_Task directions_
Filter the records below, keeping only lines with the string "counter".

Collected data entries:
════════════════

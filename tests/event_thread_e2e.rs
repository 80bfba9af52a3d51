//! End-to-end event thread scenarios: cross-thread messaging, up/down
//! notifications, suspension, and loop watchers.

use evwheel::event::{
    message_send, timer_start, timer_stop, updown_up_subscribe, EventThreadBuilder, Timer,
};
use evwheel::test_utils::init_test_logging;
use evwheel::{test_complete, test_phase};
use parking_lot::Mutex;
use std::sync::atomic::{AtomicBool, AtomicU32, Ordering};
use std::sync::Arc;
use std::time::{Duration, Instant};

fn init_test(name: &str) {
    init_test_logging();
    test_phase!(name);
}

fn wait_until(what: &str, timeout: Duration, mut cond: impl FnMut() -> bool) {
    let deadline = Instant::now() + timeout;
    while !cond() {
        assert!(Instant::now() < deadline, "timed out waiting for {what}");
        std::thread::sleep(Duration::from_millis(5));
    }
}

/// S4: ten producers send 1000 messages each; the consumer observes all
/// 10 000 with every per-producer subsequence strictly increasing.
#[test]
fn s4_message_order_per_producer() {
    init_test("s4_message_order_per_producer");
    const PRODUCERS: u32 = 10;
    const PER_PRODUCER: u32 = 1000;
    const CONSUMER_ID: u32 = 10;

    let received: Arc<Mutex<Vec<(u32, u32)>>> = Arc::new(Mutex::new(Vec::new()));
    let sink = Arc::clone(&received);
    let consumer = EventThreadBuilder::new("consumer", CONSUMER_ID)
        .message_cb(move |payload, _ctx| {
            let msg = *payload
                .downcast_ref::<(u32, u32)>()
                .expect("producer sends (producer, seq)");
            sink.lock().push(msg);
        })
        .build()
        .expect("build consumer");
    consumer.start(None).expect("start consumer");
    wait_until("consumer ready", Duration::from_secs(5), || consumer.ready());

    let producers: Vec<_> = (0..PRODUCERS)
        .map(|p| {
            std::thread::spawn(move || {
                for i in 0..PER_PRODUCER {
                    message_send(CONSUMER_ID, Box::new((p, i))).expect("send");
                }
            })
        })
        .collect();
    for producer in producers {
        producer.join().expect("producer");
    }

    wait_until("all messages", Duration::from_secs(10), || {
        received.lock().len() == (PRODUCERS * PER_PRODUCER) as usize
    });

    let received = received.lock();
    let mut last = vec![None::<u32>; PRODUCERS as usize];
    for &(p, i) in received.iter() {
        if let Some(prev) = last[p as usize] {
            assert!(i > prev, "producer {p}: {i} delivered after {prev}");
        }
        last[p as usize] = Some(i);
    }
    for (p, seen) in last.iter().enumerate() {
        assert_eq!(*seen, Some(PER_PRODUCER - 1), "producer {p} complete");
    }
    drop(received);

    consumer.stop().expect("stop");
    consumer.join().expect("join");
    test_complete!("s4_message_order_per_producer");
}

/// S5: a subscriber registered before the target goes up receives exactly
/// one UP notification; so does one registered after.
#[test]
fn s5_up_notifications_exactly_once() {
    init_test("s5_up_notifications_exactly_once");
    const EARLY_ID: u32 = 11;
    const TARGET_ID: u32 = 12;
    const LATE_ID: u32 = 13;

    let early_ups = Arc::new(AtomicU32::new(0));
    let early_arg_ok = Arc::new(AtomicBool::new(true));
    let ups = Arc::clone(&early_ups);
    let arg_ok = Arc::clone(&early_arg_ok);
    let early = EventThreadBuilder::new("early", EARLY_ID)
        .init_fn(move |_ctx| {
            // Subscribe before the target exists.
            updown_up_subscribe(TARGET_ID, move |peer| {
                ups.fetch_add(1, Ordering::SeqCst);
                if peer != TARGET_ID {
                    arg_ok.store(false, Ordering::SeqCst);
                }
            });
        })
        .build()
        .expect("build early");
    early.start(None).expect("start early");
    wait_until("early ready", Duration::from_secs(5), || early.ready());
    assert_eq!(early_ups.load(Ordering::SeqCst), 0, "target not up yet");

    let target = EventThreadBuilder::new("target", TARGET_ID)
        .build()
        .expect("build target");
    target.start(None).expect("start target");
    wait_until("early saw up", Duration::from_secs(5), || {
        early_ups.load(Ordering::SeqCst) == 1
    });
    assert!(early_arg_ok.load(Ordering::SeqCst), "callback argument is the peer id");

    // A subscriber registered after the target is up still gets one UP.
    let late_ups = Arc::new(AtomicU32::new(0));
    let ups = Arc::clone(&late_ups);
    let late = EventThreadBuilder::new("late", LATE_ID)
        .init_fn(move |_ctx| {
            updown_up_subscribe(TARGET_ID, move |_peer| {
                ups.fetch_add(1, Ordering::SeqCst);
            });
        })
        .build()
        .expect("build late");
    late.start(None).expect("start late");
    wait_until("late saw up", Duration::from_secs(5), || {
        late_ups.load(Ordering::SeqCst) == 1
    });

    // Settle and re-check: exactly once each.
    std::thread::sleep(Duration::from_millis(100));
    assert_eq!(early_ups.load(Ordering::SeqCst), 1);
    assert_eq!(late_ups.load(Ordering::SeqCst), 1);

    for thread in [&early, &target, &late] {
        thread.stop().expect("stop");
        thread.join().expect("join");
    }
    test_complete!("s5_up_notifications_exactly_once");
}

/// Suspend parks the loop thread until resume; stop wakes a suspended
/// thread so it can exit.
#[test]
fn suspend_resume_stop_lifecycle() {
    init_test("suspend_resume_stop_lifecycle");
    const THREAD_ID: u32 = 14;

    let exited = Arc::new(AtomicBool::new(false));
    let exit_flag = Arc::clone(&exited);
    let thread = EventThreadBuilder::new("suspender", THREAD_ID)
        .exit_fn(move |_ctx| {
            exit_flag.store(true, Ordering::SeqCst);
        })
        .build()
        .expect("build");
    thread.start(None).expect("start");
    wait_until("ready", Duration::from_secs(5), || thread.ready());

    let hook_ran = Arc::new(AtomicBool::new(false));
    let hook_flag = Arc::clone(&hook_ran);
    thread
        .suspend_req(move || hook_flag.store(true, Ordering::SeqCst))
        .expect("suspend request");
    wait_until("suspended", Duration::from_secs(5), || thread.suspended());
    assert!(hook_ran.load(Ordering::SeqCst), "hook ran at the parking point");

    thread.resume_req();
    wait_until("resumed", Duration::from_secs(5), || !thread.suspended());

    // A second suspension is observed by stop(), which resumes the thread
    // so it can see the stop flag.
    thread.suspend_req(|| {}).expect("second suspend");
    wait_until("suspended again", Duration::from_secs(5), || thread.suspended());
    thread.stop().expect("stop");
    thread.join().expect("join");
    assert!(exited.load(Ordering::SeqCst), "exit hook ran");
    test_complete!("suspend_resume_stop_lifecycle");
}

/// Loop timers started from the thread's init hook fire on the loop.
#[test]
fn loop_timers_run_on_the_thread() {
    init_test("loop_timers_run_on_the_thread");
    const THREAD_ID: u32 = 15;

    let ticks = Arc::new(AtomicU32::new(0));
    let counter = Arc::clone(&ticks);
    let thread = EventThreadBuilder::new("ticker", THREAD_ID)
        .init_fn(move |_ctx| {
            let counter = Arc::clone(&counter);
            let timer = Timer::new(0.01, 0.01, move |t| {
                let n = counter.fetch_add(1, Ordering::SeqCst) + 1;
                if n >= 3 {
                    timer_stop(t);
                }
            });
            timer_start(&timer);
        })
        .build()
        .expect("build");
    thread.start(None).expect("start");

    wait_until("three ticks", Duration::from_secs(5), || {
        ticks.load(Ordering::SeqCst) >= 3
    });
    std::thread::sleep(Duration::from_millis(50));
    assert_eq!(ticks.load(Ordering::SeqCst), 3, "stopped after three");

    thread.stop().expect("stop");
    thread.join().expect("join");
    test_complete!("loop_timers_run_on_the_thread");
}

════════════════

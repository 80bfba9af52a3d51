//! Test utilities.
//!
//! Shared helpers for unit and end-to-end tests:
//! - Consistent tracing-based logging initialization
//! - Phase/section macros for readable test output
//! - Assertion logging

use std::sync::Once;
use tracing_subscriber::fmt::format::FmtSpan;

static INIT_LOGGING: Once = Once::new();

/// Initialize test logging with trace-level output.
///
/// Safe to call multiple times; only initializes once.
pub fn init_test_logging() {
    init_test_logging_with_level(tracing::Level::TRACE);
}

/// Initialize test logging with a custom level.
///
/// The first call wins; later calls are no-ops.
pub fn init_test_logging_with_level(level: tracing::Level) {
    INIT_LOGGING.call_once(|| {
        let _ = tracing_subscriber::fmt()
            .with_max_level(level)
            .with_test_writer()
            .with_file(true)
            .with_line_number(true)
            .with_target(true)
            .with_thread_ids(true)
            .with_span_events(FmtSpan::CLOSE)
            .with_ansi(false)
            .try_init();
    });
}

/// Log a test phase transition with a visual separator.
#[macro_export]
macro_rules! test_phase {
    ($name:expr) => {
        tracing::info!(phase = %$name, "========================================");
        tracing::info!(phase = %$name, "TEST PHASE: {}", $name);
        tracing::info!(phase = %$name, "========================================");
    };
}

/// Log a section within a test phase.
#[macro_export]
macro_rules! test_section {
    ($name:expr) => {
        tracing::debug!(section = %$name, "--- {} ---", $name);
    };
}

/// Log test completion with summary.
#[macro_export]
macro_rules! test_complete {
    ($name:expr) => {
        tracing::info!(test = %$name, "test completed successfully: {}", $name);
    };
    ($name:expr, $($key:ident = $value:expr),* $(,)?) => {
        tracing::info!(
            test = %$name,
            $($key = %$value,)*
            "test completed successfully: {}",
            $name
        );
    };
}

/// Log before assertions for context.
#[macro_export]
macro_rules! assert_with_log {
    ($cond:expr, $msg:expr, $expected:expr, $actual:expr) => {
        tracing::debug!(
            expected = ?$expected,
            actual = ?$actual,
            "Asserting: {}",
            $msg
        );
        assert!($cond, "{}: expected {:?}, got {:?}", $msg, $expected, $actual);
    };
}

════════════════

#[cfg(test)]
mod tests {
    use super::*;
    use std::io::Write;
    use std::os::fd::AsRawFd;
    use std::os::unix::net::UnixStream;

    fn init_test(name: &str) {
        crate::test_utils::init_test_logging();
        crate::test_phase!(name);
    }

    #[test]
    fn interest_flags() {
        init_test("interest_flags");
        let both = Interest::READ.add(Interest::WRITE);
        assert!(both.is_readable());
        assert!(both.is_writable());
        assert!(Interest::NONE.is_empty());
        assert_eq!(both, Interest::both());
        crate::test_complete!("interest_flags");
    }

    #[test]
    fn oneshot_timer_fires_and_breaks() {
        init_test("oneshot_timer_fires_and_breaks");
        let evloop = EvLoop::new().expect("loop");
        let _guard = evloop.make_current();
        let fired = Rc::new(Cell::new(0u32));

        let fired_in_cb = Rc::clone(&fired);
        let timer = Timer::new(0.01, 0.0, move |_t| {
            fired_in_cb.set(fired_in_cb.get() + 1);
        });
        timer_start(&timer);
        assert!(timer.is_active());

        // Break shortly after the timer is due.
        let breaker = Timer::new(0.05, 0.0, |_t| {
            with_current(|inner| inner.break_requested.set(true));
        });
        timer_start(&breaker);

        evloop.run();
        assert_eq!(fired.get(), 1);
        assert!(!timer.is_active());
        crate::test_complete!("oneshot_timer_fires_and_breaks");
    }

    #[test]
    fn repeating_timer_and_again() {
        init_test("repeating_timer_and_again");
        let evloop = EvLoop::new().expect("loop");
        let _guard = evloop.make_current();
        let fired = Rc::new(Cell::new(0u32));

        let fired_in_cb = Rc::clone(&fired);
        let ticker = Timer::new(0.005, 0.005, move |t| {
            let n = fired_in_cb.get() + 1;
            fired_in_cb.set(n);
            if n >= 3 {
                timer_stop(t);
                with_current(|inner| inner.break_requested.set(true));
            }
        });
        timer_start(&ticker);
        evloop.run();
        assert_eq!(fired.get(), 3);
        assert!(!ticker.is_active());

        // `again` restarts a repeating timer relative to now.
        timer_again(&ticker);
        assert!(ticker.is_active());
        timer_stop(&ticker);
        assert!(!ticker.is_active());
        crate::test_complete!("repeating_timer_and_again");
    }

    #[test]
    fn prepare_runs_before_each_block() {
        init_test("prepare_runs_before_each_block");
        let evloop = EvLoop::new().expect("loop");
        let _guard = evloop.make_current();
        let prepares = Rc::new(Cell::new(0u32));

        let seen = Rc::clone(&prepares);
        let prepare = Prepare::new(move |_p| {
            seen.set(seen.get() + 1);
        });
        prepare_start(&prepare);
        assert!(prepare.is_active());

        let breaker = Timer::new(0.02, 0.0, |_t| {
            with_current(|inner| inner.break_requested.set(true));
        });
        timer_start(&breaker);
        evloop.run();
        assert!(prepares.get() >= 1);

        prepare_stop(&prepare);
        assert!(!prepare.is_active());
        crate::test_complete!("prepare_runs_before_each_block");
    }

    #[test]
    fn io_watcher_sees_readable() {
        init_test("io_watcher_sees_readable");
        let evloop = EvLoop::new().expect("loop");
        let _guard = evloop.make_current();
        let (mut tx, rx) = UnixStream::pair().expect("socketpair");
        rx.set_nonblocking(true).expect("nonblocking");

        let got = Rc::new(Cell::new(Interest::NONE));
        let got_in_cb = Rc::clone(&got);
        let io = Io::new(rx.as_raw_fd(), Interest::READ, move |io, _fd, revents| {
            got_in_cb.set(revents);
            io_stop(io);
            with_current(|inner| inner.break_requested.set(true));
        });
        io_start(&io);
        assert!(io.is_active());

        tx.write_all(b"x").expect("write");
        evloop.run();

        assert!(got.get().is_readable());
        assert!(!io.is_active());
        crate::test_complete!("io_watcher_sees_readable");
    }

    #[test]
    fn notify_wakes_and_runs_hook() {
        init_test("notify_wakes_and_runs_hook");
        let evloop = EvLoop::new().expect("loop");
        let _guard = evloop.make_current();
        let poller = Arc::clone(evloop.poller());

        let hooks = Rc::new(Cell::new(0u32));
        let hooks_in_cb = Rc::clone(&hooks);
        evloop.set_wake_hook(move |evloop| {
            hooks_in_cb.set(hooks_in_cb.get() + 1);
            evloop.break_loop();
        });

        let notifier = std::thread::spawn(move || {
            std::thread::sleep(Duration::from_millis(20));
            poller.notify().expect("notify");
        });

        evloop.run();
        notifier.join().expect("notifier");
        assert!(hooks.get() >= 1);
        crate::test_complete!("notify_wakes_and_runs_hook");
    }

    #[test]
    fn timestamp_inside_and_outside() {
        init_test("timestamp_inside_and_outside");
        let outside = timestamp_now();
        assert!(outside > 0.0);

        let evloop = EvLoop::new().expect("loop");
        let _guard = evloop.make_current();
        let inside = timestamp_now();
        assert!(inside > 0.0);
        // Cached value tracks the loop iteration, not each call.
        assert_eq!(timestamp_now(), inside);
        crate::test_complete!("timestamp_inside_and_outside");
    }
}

════════════════

_Result of the exercise_
    let counter = Arc::clone(&ticks);
            let counter = Arc::clone(&counter);
                let n = counter.fetch_add(1, Ordering::SeqCst) + 1;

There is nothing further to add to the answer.